# To do:
Compute how many lines in the data below contain "AddAssign"; answer only with that number.

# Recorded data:
+ + + +

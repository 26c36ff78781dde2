//! Checks that run before any chunk is dispatched.

use std::collections::HashSet;
use std::fmt;
use std::path::Path;

use serde::{Deserialize, Serialize};

use super::error::BatchError;
use crate::db::{AssetRow, AssetStatus, AssetStore};

/// Which records a run covers.
#[derive(Debug, Clone, Copy, PartialEq, Eq, Serialize, Deserialize)]
#[serde(rename_all = "snake_case")]
pub enum RunMode {
    /// Every imported record that has not succeeded yet.
    All,
    /// The selected records that have not succeeded yet.
    Selected,
    /// Records whose previous attempt failed.
    Failed,
}

impl RunMode {
    /// User-facing explanation for a mode that matched nothing.
    pub fn empty_message(&self) -> &'static str {
        match self {
            RunMode::All => "No files left to process. Import some images or videos first.",
            RunMode::Selected => "No files selected. Select at least one row to generate metadata.",
            RunMode::Failed => "No failed files to retry.",
        }
    }
}

impl fmt::Display for RunMode {
    fn fmt(&self, f: &mut fmt::Formatter<'_>) -> fmt::Result {
        f.write_str(match self {
            RunMode::All => "all",
            RunMode::Selected => "selected",
            RunMode::Failed => "failed",
        })
    }
}

/// Token cost estimate shown before a large run.
#[derive(Debug, Clone, Copy, PartialEq, Eq, Serialize)]
#[serde(rename_all = "camelCase")]
pub struct CostEstimate {
    pub files: usize,
    pub tokens_per_file: u64,
    pub total_tokens: u64,
}

impl CostEstimate {
    pub fn new(files: usize, tokens_per_file: u64) -> Self {
        Self {
            files,
            tokens_per_file,
            total_tokens: files as u64 * tokens_per_file,
        }
    }
}

/// Records in these statuses may enter `processing`.
pub fn is_eligible(status: AssetStatus) -> bool {
    matches!(
        status,
        AssetStatus::Draft | AssetStatus::Failed | AssetStatus::Stopped
    )
}

/// Returns the records a run in `mode` covers, in store order for `all` and
/// `failed` and in selection order for `selected`. Successful records are
/// never picked up again.
pub fn select_records(
    store: &dyn AssetStore,
    mode: RunMode,
    selected: &[String],
) -> Result<Vec<AssetRow>, BatchError> {
    let records = match mode {
        RunMode::All => store
            .get_all_records()?
            .into_iter()
            .filter(|r| is_eligible(r.status))
            .collect(),
        RunMode::Failed => store.get_records_by_status(AssetStatus::Failed)?,
        RunMode::Selected => {
            let all = store.get_all_records()?;
            let mut seen = HashSet::new();
            let mut picked = Vec::with_capacity(selected.len());
            for path in selected {
                if !seen.insert(path.as_str()) {
                    continue;
                }
                match all.iter().find(|r| &r.filepath == path) {
                    Some(record) if is_eligible(record.status) => picked.push(record.clone()),
                    Some(record) => {
                        log::info!("Skipping {} file: {}", record.status, path)
                    }
                    None => log::warn!("Selected file is not imported, skipping: {}", path),
                }
            }
            picked
        }
    };

    if records.is_empty() {
        return Err(BatchError::NoEligibleFiles { mode });
    }
    Ok(records)
}

/// Paths of records whose file is gone from disk.
pub fn find_missing_files(records: &[AssetRow]) -> Vec<String> {
    records
        .iter()
        .filter(|r| !Path::new(&r.filepath).is_file())
        .map(|r| r.filepath.clone())
        .collect()
}

/// Fails with every missing path at once.
pub fn ensure_files_exist(records: &[AssetRow]) -> Result<(), BatchError> {
    let paths = find_missing_files(records);
    if paths.is_empty() {
        Ok(())
    } else {
        Err(BatchError::MissingFiles { paths })
    }
}

/// Only `all` runs over the threshold ask for confirmation.
pub fn needs_confirmation(mode: RunMode, files: usize, threshold: usize) -> bool {
    mode == RunMode::All && files > threshold
}
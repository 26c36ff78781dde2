use std::path::PathBuf;

use serde::{Deserialize, Serialize};

use crate::error::ConfigError;
use crate::generation::{GenerationContext, Service};
use crate::secrets;

/// Smallest and largest accepted chunk sizes.
pub const MIN_CHUNK_SIZE: usize = 1;
pub const MAX_CHUNK_SIZE: usize = 20;

#[derive(Debug, Clone, Serialize, Deserialize)]
pub struct Config {
    pub version: String,
    /// Database location; defaults to `~/.stockmeta/data/stockmeta.db`.
    #[serde(default)]
    pub database_path: Option<String>,
    #[serde(default)]
    pub batch: BatchConfig,
    #[serde(default)]
    pub services: ServicesConfig,
    /// Custom prompt sent instead of the provider default.
    #[serde(default)]
    pub prompt: Option<String>,
    /// Upper bound on stored tags per asset.
    #[serde(default)]
    pub max_tags: Option<usize>,
}

#[derive(Debug, Clone, Serialize, Deserialize)]
pub struct BatchConfig {
    /// Files generated concurrently per chunk.
    #[serde(default = "default_chunk_size")]
    pub chunk_size: usize,
    /// Runs over more files than this in `all` mode need confirmation.
    #[serde(default = "default_large_batch_threshold")]
    pub large_batch_threshold: usize,
    /// Token cost assumed per file when estimating a large run.
    #[serde(default = "default_tokens_per_file")]
    pub tokens_per_file_estimate: u64,
    /// How often the chunk wait loop checks for outcomes and cancellation.
    #[serde(default = "default_poll_interval_ms")]
    pub poll_interval_ms: u64,
    /// How long in-flight calls may drain after a stop request.
    #[serde(default = "default_stop_grace_ms")]
    pub stop_grace_ms: u64,
}

fn default_chunk_size() -> usize {
    5
}

fn default_large_batch_threshold() -> usize {
    1000
}

fn default_tokens_per_file() -> u64 {
    3000
}

fn default_poll_interval_ms() -> u64 {
    100
}

fn default_stop_grace_ms() -> u64 {
    500
}

impl Default for BatchConfig {
    fn default() -> Self {
        Self {
            chunk_size: default_chunk_size(),
            large_batch_threshold: default_large_batch_threshold(),
            tokens_per_file_estimate: default_tokens_per_file(),
            poll_interval_ms: default_poll_interval_ms(),
            stop_grace_ms: default_stop_grace_ms(),
        }
    }
}

impl BatchConfig {
    /// Chunk size clamped into the accepted range.
    pub fn effective_chunk_size(&self) -> usize {
        self.chunk_size.clamp(MIN_CHUNK_SIZE, MAX_CHUNK_SIZE)
    }
}

#[derive(Debug, Clone, Default, Serialize, Deserialize)]
pub struct ServicesConfig {
    #[serde(default)]
    pub gemini: Option<ServiceConfig>,
    #[serde(default)]
    pub openai: Option<ServiceConfig>,
}

impl ServicesConfig {
    pub fn get(&self, service: Service) -> Option<&ServiceConfig> {
        match service {
            Service::Gemini => self.gemini.as_ref(),
            Service::OpenAi => self.openai.as_ref(),
        }
    }
}

/// Models and credential sources of one AI service.
///
/// The credential is resolved from `api_key`, then `api_key_file`, then
/// `api_key_env`.
#[derive(Debug, Clone, Default, Serialize, Deserialize)]
pub struct ServiceConfig {
    #[serde(default)]
    pub models: Vec<String>,
    #[serde(default)]
    pub default_model: Option<String>,
    #[serde(default)]
    pub api_key: Option<String>,
    #[serde(default)]
    pub api_key_file: Option<String>,
    #[serde(default)]
    pub api_key_env: Option<String>,
}

impl Config {
    /// Builds the generation context for a service, validating the model
    /// and resolving the credential.
    pub fn resolve_context(
        &self,
        service: Service,
        model: Option<&str>,
    ) -> Result<GenerationContext, ConfigError> {
        let service_config = self
            .services
            .get(service)
            .ok_or_else(|| ConfigError::UnknownService(service.to_string()))?;

        let model = model
            .map(str::to_string)
            .or_else(|| service_config.default_model.clone())
            .or_else(|| service_config.models.first().cloned())
            .ok_or_else(|| ConfigError::UnknownModel {
                service: service.to_string(),
                model: String::new(),
            })?;

        if !service_config.models.is_empty() && !service_config.models.contains(&model) {
            return Err(ConfigError::UnknownModel {
                service: service.to_string(),
                model,
            });
        }

        let credential = secrets::resolve_secret(
            service_config.api_key.as_deref(),
            service_config.api_key_file.as_deref(),
            service_config.api_key_env.as_deref(),
        )
        .map_err(|e| ConfigError::MissingCredential {
            service: service.to_string(),
            reason: e.to_string(),
        })?;

        Ok(GenerationContext {
            service,
            model,
            credential,
            prompt: self.prompt.clone().filter(|p| !p.trim().is_empty()),
        })
    }

    /// Database path from config, falling back to the default location.
    pub fn database_path(&self) -> Option<PathBuf> {
        self.database_path
            .as_deref()
            .map(PathBuf::from)
            .or_else(crate::db::default_database_path)
    }
}
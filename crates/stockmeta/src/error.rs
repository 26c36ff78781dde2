use std::path::PathBuf;
use thiserror::Error;

#[derive(Error, Debug)]
pub enum StockmetaError {
    #[error("Configuration error: {0}")]
    Config(#[from] ConfigError),

    #[error("Database error: {0}")]
    Database(#[from] crate::db::DatabaseError),

    #[error("Credential error: {0}")]
    Secret(#[from] crate::secrets::SecretError),

    #[error("Batch error: {0}")]
    Batch(#[from] crate::batch::BatchError),

    #[error("Scan error: {0}")]
    Scan(#[from] ScanError),
}

#[derive(Error, Debug)]
pub enum ConfigError {
    #[error("Failed to read config file '{path}': {source}")]
    ReadFile {
        path: PathBuf,
        #[source]
        source: std::io::Error,
    },

    #[error("Failed to parse config JSON: {0}")]
    ParseJson(#[from] serde_json::Error),

    #[error("Config validation failed: {message}")]
    Validation { message: String },

    #[error("Schema validation failed: {errors}")]
    SchemaValidation { errors: String },

    #[error("Unknown service '{0}'")]
    UnknownService(String),

    #[error("Model '{model}' is not configured for service '{service}'")]
    UnknownModel { service: String, model: String },

    #[error("No credential configured for service '{service}': {reason}")]
    MissingCredential { service: String, reason: String },
}

#[derive(Error, Debug)]
pub enum ScanError {
    #[error("Directory scan failed for '{path}': {source}")]
    Walk {
        path: PathBuf,
        #[source]
        source: walkdir::Error,
    },

    #[error("Not a directory: {0}")]
    NotADirectory(PathBuf),
}

pub type Result<T> = std::result::Result<T, StockmetaError>;
use std::ops::{Add, AddAssign};

use serde::{Deserialize, Serialize};

/// Summed token counts.
#[derive(Debug, Clone, Copy, Default, PartialEq, Eq, Serialize, Deserialize)]
#[serde(rename_all = "camelCase")]
pub struct TokenTotals {
    pub input: u64,
    pub output: u64,
    pub total: u64,
}

impl TokenTotals {
    pub fn new(input: u64, output: u64, total: u64) -> Self {
        Self {
            input,
            output,
            total,
        }
    }
}

impl Add for TokenTotals {
    type Output = TokenTotals;

    fn add(self, rhs: Self) -> Self::Output {
        TokenTotals {
            input: self.input + rhs.input,
            output: self.output + rhs.output,
            total: self.total + rhs.total,
        }
    }
}

impl AddAssign for TokenTotals {
    fn add_assign(&mut self, rhs: Self) {
        *self = *self + rhs;
    }
}
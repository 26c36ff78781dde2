pub mod batch;
pub mod broadcast;
pub mod config;
pub mod db;
pub mod error;
pub mod generation;
pub mod logging;
pub mod scan;
pub mod secrets;
pub mod stats;

pub use batch::{
    BatchError, BatchRunner, CancellationToken, RunHandle, RunMode, RunRequest, RunState,
    RunSummary,
};
pub use broadcast::{BatchEvent, BatchEventBroadcaster, NoopSink, PresentationSink};
pub use config::{load_config, Config};
pub use db::{AssetStatus, AssetStore, Database, DatabaseError};
pub use error::{ConfigError, Result, ScanError, StockmetaError};
pub use generation::{GenerationContext, GenerationOutput, MetadataGenerator, Service};
pub use secrets::{resolve_secret, resolve_secret_optional, SecretError};
pub use stats::{TimingSnapshot, TimingTracker, TokenTotals};
//! Tracked machine position.
//!
//! There are no position sensors. The position is the sum of the steps each
//! axis move actually executed, in inches from home: X=0 at the left, Y=0 at
//! the top, Z=0 with the head raised.

use archimedes_common::machine::axis::{AxisId, Direction};
use core::fmt;

/// Below this an axis counts as being at home.
pub const POSITION_EPSILON: f64 = 1e-6;

#[derive(Debug, Clone, Copy, PartialEq, Default)]
pub struct MachinePosition {
    pub x: f64,
    pub y: f64,
    pub z: f64,
}

impl MachinePosition {
    /// Home position.
    pub const HOME: Self = Self {
        x: 0.0,
        y: 0.0,
        z: 0.0,
    };

    #[inline]
    pub fn get(&self, axis: AxisId) -> f64 {
        match axis {
            AxisId::X => self.x,
            AxisId::Y => self.y,
            AxisId::Z => self.z,
        }
    }

    /// Record `inches` of travel on `axis`.
    pub fn apply(&mut self, axis: AxisId, direction: Direction, inches: f64) {
        let delta = direction.sign() * inches;
        match axis {
            AxisId::X => self.x += delta,
            AxisId::Y => self.y += delta,
            AxisId::Z => self.z += delta,
        }
    }

    /// `true` when the head is below its raised position.
    #[inline]
    pub fn head_lowered(&self) -> bool {
        self.z > POSITION_EPSILON
    }

    pub fn is_home(&self) -> bool {
        AxisId::ALL
            .iter()
            .all(|&axis| self.get(axis).abs() <= POSITION_EPSILON)
    }
}

impl fmt::Display for MachinePosition {
    fn fmt(&self, f: &mut fmt::Formatter<'_>) -> fmt::Result {
        write!(f, "X {:.3} Y {:.3} Z {:.3}", self.x, self.y, self.z)
    }
}
//! Output driver implementations.
//!
//! - [`simulation`] - In-memory pin table with a write journal and fault injection
//! - [`gpiod`] - Linux GPIO character device (`/dev/gpiochipN`)
//!
//! # Adding New Drivers
//!
//! 1. Create a new submodule under `drivers/`
//! 2. Implement the `OutputDriver` trait from `archimedes_common::hal::driver`
//! 3. Register the driver in [`register_all_drivers`]

pub mod gpiod;
pub mod simulation;

use crate::driver_registry::DriverRegistry;

/// Register all built-in drivers.
pub fn register_all_drivers(registry: &mut DriverRegistry) {
    registry.register("simulation", simulation::create_driver);
    registry.register("gpiod", gpiod::create_driver);
}
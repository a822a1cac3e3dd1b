//! Cut job phases.
//!
//! `Idle → HorizontalCut → AwaitingScrapRemoval → AwaitingContinueConfirm →
//! VerticalCut → ReturningHome → {Complete | Cancelled}`

use core::fmt;
use serde::{Deserialize, Serialize};

/// Phase of a cut job.
#[derive(Debug, Clone, Copy, PartialEq, Eq, Hash, Default, Serialize, Deserialize)]
#[repr(u8)]
pub enum CutPhase {
    /// No job accepted yet.
    #[default]
    Idle = 0,
    /// Y to cut height, actuator out, head down, X across, head up.
    HorizontalCut = 1,
    /// Waiting for the operator to clear the offcut.
    AwaitingScrapRemoval = 2,
    /// Waiting for the go-ahead on the vertical cut.
    AwaitingContinueConfirm = 3,
    /// X back to offset, actuator in, head down, Y down.
    VerticalCut = 4,
    /// Head up, Y and X back to home.
    ReturningHome = 5,
    /// Job finished normally. Terminal.
    Complete = 6,
    /// Job stopped by cancellation, decline or fault. Terminal.
    Cancelled = 7,
}

impl CutPhase {
    /// `true` for `Complete` and `Cancelled`.
    #[inline]
    pub const fn is_terminal(self) -> bool {
        matches!(self, Self::Complete | Self::Cancelled)
    }

    /// `true` while the machine is still laid out for the horizontal cut.
    #[inline]
    pub const fn is_horizontal_stage(self) -> bool {
        matches!(
            self,
            Self::HorizontalCut | Self::AwaitingScrapRemoval | Self::AwaitingContinueConfirm
        )
    }

    /// Human-readable phase name.
    pub const fn name(self) -> &'static str {
        match self {
            Self::Idle => "Idle",
            Self::HorizontalCut => "HorizontalCut",
            Self::AwaitingScrapRemoval => "AwaitingScrapRemoval",
            Self::AwaitingContinueConfirm => "AwaitingContinueConfirm",
            Self::VerticalCut => "VerticalCut",
            Self::ReturningHome => "ReturningHome",
            Self::Complete => "Complete",
            Self::Cancelled => "Cancelled",
        }
    }
}

impl fmt::Display for CutPhase {
    fn fmt(&self, f: &mut fmt::Formatter<'_>) -> fmt::Result {
        f.write_str(self.name())
    }
}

+ + + +

# Exercise output:
2